Criminal defense attorney Agnes Rodrigues has successfully defended her client Hank Alves against a charge of murder, but apparently not everyone accepts the verdict. Now someone is trying to kill him. And because the murder victim was a cop’s wife, it may be the loyal brothers in blue.

Rodrigues is convinced of Alves’s innocence—he’s too lame to commit an actual murder. He needs protection, and she knows where to find it. She flies ten hours across the country to New Jersey to try to persuade Diana Andrews, a former high-end prostitute who now runs a top-notch personal security business, to take the case. But Andrews turns the job down. She’s had dangerous encounters in Hawai`i in the past—two, in fact—and won’t go near the place. But she does offer to send two of her operatives.

The trio arrives at the remote ranch where Rodrigues has stashed Alves and start work. Before long, there’s another attempt to kill him, a long-distance rifle shot that barely misses. The police arrive to investigate, but get nowhere. It’s clear that protecting Alves will depend on identifying who really murdered the woman. Rodrigues suspects her policeman husband.

This would be an entertaining book to take on a Hawaiian vacation, in real life or the armchair variety. The number of towns and locales where this investigation takes Rodrigues and crew is like a travelogue. Tucher’s characters are confronted with significant logistical difficulties and road hazards—smoldering lava, deep gorges, torrential rain that turns unpaved roads to mud fields—but his easygoing writing style moves them along smoothly.

Information that Don Savage has been investigated by internal affairs for shaking down prostitutes starts Rodrigues and crew on the trail of a different motive and reveals a much larger crime in the background. Then the body of a prostitute washes up near the town of Kalapana, and Diana Andrews can help after all, mining her contacts within the relatively small sorority of high-end escorts.

This is a short book (only 129 pages), and I can’t say more about its fast-paced plot without revealing too much.

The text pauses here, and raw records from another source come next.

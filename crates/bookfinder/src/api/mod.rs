//! HTTP seam used by the search lifecycle.
//!
//! [`Client`] is implemented for [`reqwest::blocking::Client`]; tests swap in a mock that
//! produces canned bodies and records the requested URL.

use std::time::Duration;

use serde::de::DeserializeOwned;

pub mod open_library;

use crate::{Error, ErrorKind};

/// A client able to GET a URL and decode the JSON body of a successful response.
pub trait Client {
    /// Sends a GET request to `url` and deserializes the response body as `T`.
    ///
    /// # Errors
    ///
    /// An [`Err`] of kind [`ErrorKind::IO`] is returned when the request cannot be sent.
    /// An [`Err`] of kind [`ErrorKind::Status`] is returned for a non-success status code.
    /// An [`Err`] of kind [`ErrorKind::Deserialize`] is returned when the body is not a valid `T`.
    fn get_json<T>(&self, url: &str) -> Result<T, Error>
    where
        T: DeserializeOwned;
}

impl Client for reqwest::blocking::Client {
    fn get_json<T>(&self, url: &str) -> Result<T, Error>
    where
        T: DeserializeOwned,
    {
        self.get(url)
            .send()
            .map_err(|e| Error::wrap(ErrorKind::IO, e))?
            .error_for_status()
            .map_err(|e| Error::wrap(ErrorKind::Status, e))?
            .json()
            .map_err(|e| Error::wrap(ErrorKind::Deserialize, e))
    }
}

/// Builds the blocking HTTP client used for searches.
///
/// `None` disables the request timeout so a hung request waits indefinitely.
///
/// # Errors
///
/// An [`Err`] is returned when the TLS backend cannot be initialised.
pub fn http_client(timeout: Option<Duration>) -> Result<reqwest::blocking::Client, Error> {
    reqwest::blocking::Client::builder()
        .timeout(timeout)
        .build()
        .map_err(|e| Error::wrap(ErrorKind::IO, e))
}

#[cfg(test)]
pub(crate) use test::{
    assert_url, impl_text_producer, MockClient, NetworkErrorProducer, Producer,
    ServerErrorProducer, URL_SINK,
};
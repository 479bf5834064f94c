// Copyright 2024 MaidSafe.net limited.
//
// This SAFE Network Software is licensed to you under The General Public License (GPL), version 3.
// Unless required by applicable law or agreed to in writing, the SAFE Network Software distributed
// under the GPL Licence is distributed on an "AS IS" BASIS, WITHOUT WARRANTIES OR CONDITIONS OF ANY
// KIND, either express or implied. Please review the Licences for the specific language governing
// permissions and limitations relating to use of the SAFE Network Software.

use super::{BalanceResolver, BalanceSnapshot};
use crate::session::{TokenBalanceFeed, WalletSession};
use std::sync::Arc;
use std::time::Duration;
use tokio::sync::{watch, Notify};
use tokio::task::JoinHandle;

/// Re-resolves balances whenever the session changes, a refresh is requested or the polling
/// interval elapses, and publishes every snapshot.
///
/// Dropping the watcher stops it.
pub struct BalanceWatcher {
    snapshots: watch::Receiver<BalanceSnapshot>,
    refresh: Arc<Notify>,
    handle: JoinHandle<()>,
}

impl BalanceWatcher {
    /// `sessions` carries the current wallet session; `None` means signed out.
    pub fn spawn(
        resolver: BalanceResolver,
        sessions: watch::Receiver<Option<Arc<dyn WalletSession>>>,
        feed: Arc<dyn TokenBalanceFeed>,
        interval: Option<Duration>,
    ) -> Self {
        let (sender, snapshots) = watch::channel(BalanceSnapshot::default());
        let refresh = Arc::new(Notify::new());
        let handle = tokio::spawn(run(
            resolver,
            sessions,
            feed,
            interval,
            sender,
            Arc::clone(&refresh),
        ));

        Self {
            snapshots,
            refresh,
            handle,
        }
    }

    /// Ask for a new cycle, e.g. because the feed's underlying data changed.
    pub fn refresh(&self) {
        self.refresh.notify_one();
    }

    pub fn subscribe(&self) -> watch::Receiver<BalanceSnapshot> {
        self.snapshots.clone()
    }

    pub fn latest(&self) -> BalanceSnapshot {
        self.snapshots.borrow().clone()
    }
}

impl Drop for BalanceWatcher {
    fn drop(&mut self) {
        self.handle.abort();
    }
}

async fn run(
    resolver: BalanceResolver,
    mut sessions: watch::Receiver<Option<Arc<dyn WalletSession>>>,
    feed: Arc<dyn TokenBalanceFeed>,
    interval: Option<Duration>,
    snapshots: watch::Sender<BalanceSnapshot>,
    refresh: Arc<Notify>,
) {
    loop {
        let session = sessions.borrow_and_update().clone();
        match session {
            Some(session) => {
                snapshots.send_modify(|snapshot| snapshot.is_loading = true);
                let snapshot = resolver.resolve(session.as_ref(), feed.as_ref()).await;
                let _ = snapshots.send_replace(snapshot);
            }
            None => {
                debug!("No wallet session, clearing balances");
                let _ = snapshots.send_replace(BalanceSnapshot::default());
            }
        }

        tokio::select! {
            changed = sessions.changed() => {
                if changed.is_err() {
                    debug!("Wallet session source closed, stopping balance watcher");
                    break;
                }
                debug!("Wallet session changed, refreshing balances");
            }
            _ = refresh.notified() => debug!("Balance refresh requested"),
            _ = tick(interval) => trace!("Balance polling interval elapsed"),
        }
    }
}

async fn tick(interval: Option<Duration>) {
    match interval {
        Some(interval) => tokio::time::sleep(interval).await,
        None => std::future::pending().await,
    }
}
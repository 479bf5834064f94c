// Copyright 2024 MaidSafe.net limited.
//
// This SAFE Network Software is licensed to you under The General Public License (GPL), version 3.
// Unless required by applicable law or agreed to in writing, the SAFE Network Software distributed
// under the GPL Licence is distributed on an "AS IS" BASIS, WITHOUT WARRANTIES OR CONDITIONS OF ANY
// KIND, either express or implied. Please review the Licences for the specific language governing
// permissions and limitations relating to use of the SAFE Network Software.

use crate::balance::{BalanceResolver, BalanceSnapshot, BalanceWatcher};
use crate::reconcile::{reconcile, NetworkError, Reconciled};
use crate::session::{TokenBalanceFeed, WalletSession};
use crate::transfer::{TransferOutcome, TransferRequest, TransferState, TransferSubmitter};
use crate::Network;
use std::sync::Arc;
use std::time::Duration;
use tokio::sync::watch;

/// Everything a presentation layer needs to show balances and send donations.
pub struct DonationClient {
    network: Network,
    session: Arc<dyn WalletSession>,
    sessions: watch::Sender<Option<Arc<dyn WalletSession>>>,
    feed: Arc<dyn TokenBalanceFeed>,
    resolver: BalanceResolver,
    submitter: TransferSubmitter,
}

impl DonationClient {
    pub fn new(
        network: Network,
        session: Arc<dyn WalletSession>,
        feed: Arc<dyn TokenBalanceFeed>,
    ) -> Self {
        let (sessions, _) = watch::channel(Some(Arc::clone(&session)));
        Self {
            resolver: BalanceResolver::for_network(&network),
            submitter: TransferSubmitter::new(network.clone()),
            network,
            session,
            sessions,
            feed,
        }
    }

    /// Override how long to wait after the wallet accepts a network switch.
    pub fn with_settle_delay(mut self, settle_delay: Duration) -> Self {
        self.submitter = self.submitter.with_settle_delay(settle_delay);
        self
    }

    pub fn network(&self) -> &Network {
        &self.network
    }

    pub fn session(&self) -> &Arc<dyn WalletSession> {
        &self.session
    }

    pub async fn reconcile_network(&self) -> Result<Reconciled, NetworkError> {
        reconcile(self.session.as_ref(), &self.network.chain()).await
    }

    pub async fn resolve_balances(&self) -> BalanceSnapshot {
        self.resolver
            .resolve(self.session.as_ref(), self.feed.as_ref())
            .await
    }

    /// Keep balances up to date in the background, optionally polling at `interval`.
    pub fn watch_balances(&self, interval: Option<Duration>) -> BalanceWatcher {
        BalanceWatcher::spawn(
            self.resolver.clone(),
            self.sessions.subscribe(),
            Arc::clone(&self.feed),
            interval,
        )
    }

    /// Send a donation, checking it against freshly resolved balances.
    ///
    /// Must not be called again while [`TransferState::is_busy`].
    pub async fn submit_transfer(&self, request: TransferRequest) -> TransferOutcome {
        let snapshot = self.resolve_balances().await;
        self.submitter
            .submit(self.session.as_ref(), &snapshot, request)
            .await
    }

    pub fn transfer_state(&self) -> watch::Receiver<TransferState> {
        self.submitter.subscribe()
    }

    pub fn pending_request(&self) -> Option<TransferRequest> {
        self.submitter.pending_request()
    }
}
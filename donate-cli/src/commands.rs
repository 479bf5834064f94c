// Copyright 2024 MaidSafe.net limited.
//
// This SAFE Network Software is licensed to you under The General Public License (GPL), version 3.
// Unless required by applicable law or agreed to in writing, the SAFE Network Software distributed
// under the GPL Licence is distributed on an "AS IS" BASIS, WITHOUT WARRANTIES OR CONDITIONS OF ANY
// KIND, either express or implied. Please review the Licences for the specific language governing
// permissions and limitations relating to use of the SAFE Network Software.

mod balance;
mod network;
mod send;
mod watch;

use clap::Subcommand;
use color_eyre::Result;
use std::time::Duration;

use crate::opt::Opt;

#[derive(Subcommand, Debug)]
pub enum SubCmd {
    /// Show the donation network and check the wallet is connected to it.
    Network,

    /// Show the wallet's native and donation token balances.
    Balance {
        /// Print the balances as JSON.
        #[arg(long)]
        json: bool,
    },

    /// Send a donation.
    Send {
        /// The address of the recipient.
        #[arg(long)]
        to: String,
        /// The amount of the donation token to send, e.g. 25.50
        #[arg(long)]
        amount: String,
    },

    /// Print the balances every time they change, until Ctrl-C is pressed.
    Watch {
        /// Seconds between balance reads.
        #[arg(long, default_value = "15", value_parser = |t: &str| -> Result<Duration> { Ok(t.parse().map(Duration::from_secs)?) })]
        interval: Duration,
    },
}

pub async fn handle_subcommand(opt: Opt) -> Result<()> {
    let client = crate::access::network::connect(opt.settle_delay).await?;

    match opt.command {
        SubCmd::Network => network::check(&client).await,
        SubCmd::Balance { json } => balance::show(&client, json).await,
        SubCmd::Send { to, amount } => send::send(&client, &amount, &to).await,
        SubCmd::Watch { interval } => watch::watch(&client, interval).await,
    }
}
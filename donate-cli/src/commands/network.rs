// Copyright 2024 MaidSafe.net limited.
//
// This SAFE Network Software is licensed to you under The General Public License (GPL), version 3.
// Unless required by applicable law or agreed to in writing, the SAFE Network Software distributed
// under the GPL Licence is distributed on an "AS IS" BASIS, WITHOUT WARRANTIES OR CONDITIONS OF ANY
// KIND, either express or implied. Please review the Licences for the specific language governing
// permissions and limitations relating to use of the SAFE Network Software.

use crate::utils::format_wallet_address;
use color_eyre::eyre::{Context, Result};
use color_eyre::Section;
use donate_evm::reconcile::Reconciled;
use donate_evm::DonationClient;

pub async fn check(client: &DonationClient) -> Result<()> {
    let network = client.network();
    let token = network.donation_token();
    println!("Network: {} ({})", network.name(), network.chain());
    println!("RPC endpoint: {}", network.rpc_url());
    if let Some(contract) = token.contract {
        println!("Donation token: {} at {contract}", token.symbol);
    }
    if let Some(explorer) = network.explorer_url() {
        println!("Explorer: {explorer}");
    }

    let address = client.session().address().to_string();
    match client.reconcile_network().await {
        Ok(Reconciled::AlreadyOnNetwork) => {
            println!("Wallet {} is on {}", format_wallet_address(&address), network.name());
        }
        Ok(Reconciled::Switched) => {
            println!(
                "Wallet {} was switched to {}",
                format_wallet_address(&address),
                network.name()
            );
        }
        Err(err) => {
            error!("Wallet {address} is not on {}: {err}", network.name());
            let message = err.user_message(&network.name());
            return Err(err)
                .wrap_err(message)
                .with_suggestion(|| "make sure RPC_URL points at a node of the donation network");
        }
    }

    Ok(())
}
// Copyright 2024 MaidSafe.net limited.
//
// This SAFE Network Software is licensed to you under The General Public License (GPL), version 3.
// Unless required by applicable law or agreed to in writing, the SAFE Network Software distributed
// under the GPL Licence is distributed on an "AS IS" BASIS, WITHOUT WARRANTIES OR CONDITIONS OF ANY
// KIND, either express or implied. Please review the Licences for the specific language governing
// permissions and limitations relating to use of the SAFE Network Software.

use std::{
    fmt::{self, Display, Formatter},
    str::FromStr,
};

/// The CAIP-2 namespace used for EVM chains.
pub const EIP155_NAMESPACE: &str = "eip155";

#[derive(thiserror::Error, Debug, Clone, PartialEq, Eq)]
pub enum Error {
    #[error("Could not parse chain identifier {0:?}")]
    InvalidChainId(String),
}

/// Canonical identifier of an EVM network.
///
/// Two identifiers are equal iff their chain ids are equal; the textual encodings a wallet may
/// report (`11155111`, `eip155:11155111`, `0xaa36a7`) all parse to the same value.
#[derive(Clone, Copy, Debug, PartialEq, Eq, Hash, PartialOrd, Ord)]
pub struct NetworkIdentifier {
    chain_id: u64,
}

impl NetworkIdentifier {
    pub const fn new(chain_id: u64) -> Self {
        Self { chain_id }
    }

    pub fn chain_id(&self) -> u64 {
        self.chain_id
    }

    /// Parse any of the decimal, namespaced or hexadecimal encodings.
    pub fn parse(raw: &str) -> Result<Self, Error> {
        let value = raw.trim();
        let invalid = || Error::InvalidChainId(raw.to_string());

        let chain_id = if let Some(reference) = value.strip_prefix(EIP155_NAMESPACE) {
            let reference = reference.strip_prefix(':').ok_or_else(invalid)?;
            parse_decimal(reference).ok_or_else(invalid)?
        } else if let Some(hex) = value
            .strip_prefix("0x")
            .or_else(|| value.strip_prefix("0X"))
        {
            if hex.is_empty() {
                return Err(invalid());
            }
            u64::from_str_radix(hex, 16).map_err(|_| invalid())?
        } else {
            parse_decimal(value).ok_or_else(invalid)?
        };

        Ok(Self::new(chain_id))
    }

    /// Whether a raw, wallet-reported network string refers to this chain.
    ///
    /// Unparsable input never matches.
    pub fn matches_raw(&self, raw: &str) -> bool {
        Self::parse(raw).is_ok_and(|other| other == *self)
    }

    pub fn to_decimal_string(&self) -> String {
        self.chain_id.to_string()
    }

    /// The CAIP-2 form, e.g. `eip155:11155111`.
    pub fn to_namespaced(&self) -> String {
        format!("{EIP155_NAMESPACE}:{}", self.chain_id)
    }

    /// The `0x`-prefixed lowercase hexadecimal form, as used by `wallet_switchEthereumChain`.
    pub fn to_hex(&self) -> String {
        format!("0x{:x}", self.chain_id)
    }
}

fn parse_decimal(value: &str) -> Option<u64> {
    if value.is_empty() || !value.bytes().all(|b| b.is_ascii_digit()) {
        return None;
    }
    value.parse().ok()
}

impl From<u64> for NetworkIdentifier {
    fn from(chain_id: u64) -> Self {
        Self::new(chain_id)
    }
}

impl FromStr for NetworkIdentifier {
    type Err = Error;

    fn from_str(value: &str) -> Result<Self, Self::Err> {
        Self::parse(value)
    }
}

impl Display for NetworkIdentifier {
    fn fmt(&self, f: &mut Formatter) -> fmt::Result {
        write!(f, "{}", self.to_namespaced())
    }
}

Despite its brevity—another feature that makes for great vacation reading—it’s filled with colorful characters who reflect the diversity of Hawaiians’ ethnic and cultural backgrounds. And how does Rodrigues become an honorary Jersey Girl, itself practically another ethnicity? Like anything else gets done these days: connections.

Photo: Emilia, creative commons license

****Grab a Snake by the Tail

By Leonardo Padura, translated by Peter Bush — For decades, glimpses into Cuban life were hard to come by, and for Americans will be harder to come by again with renewed travel restrictions. English-language crime fiction about contemporary Cuba, written by Cubans, also has been sparse, despite reader curiosity about a tropical culture with such a heady mix of Caribbean, Spanish, African, and Indian influences.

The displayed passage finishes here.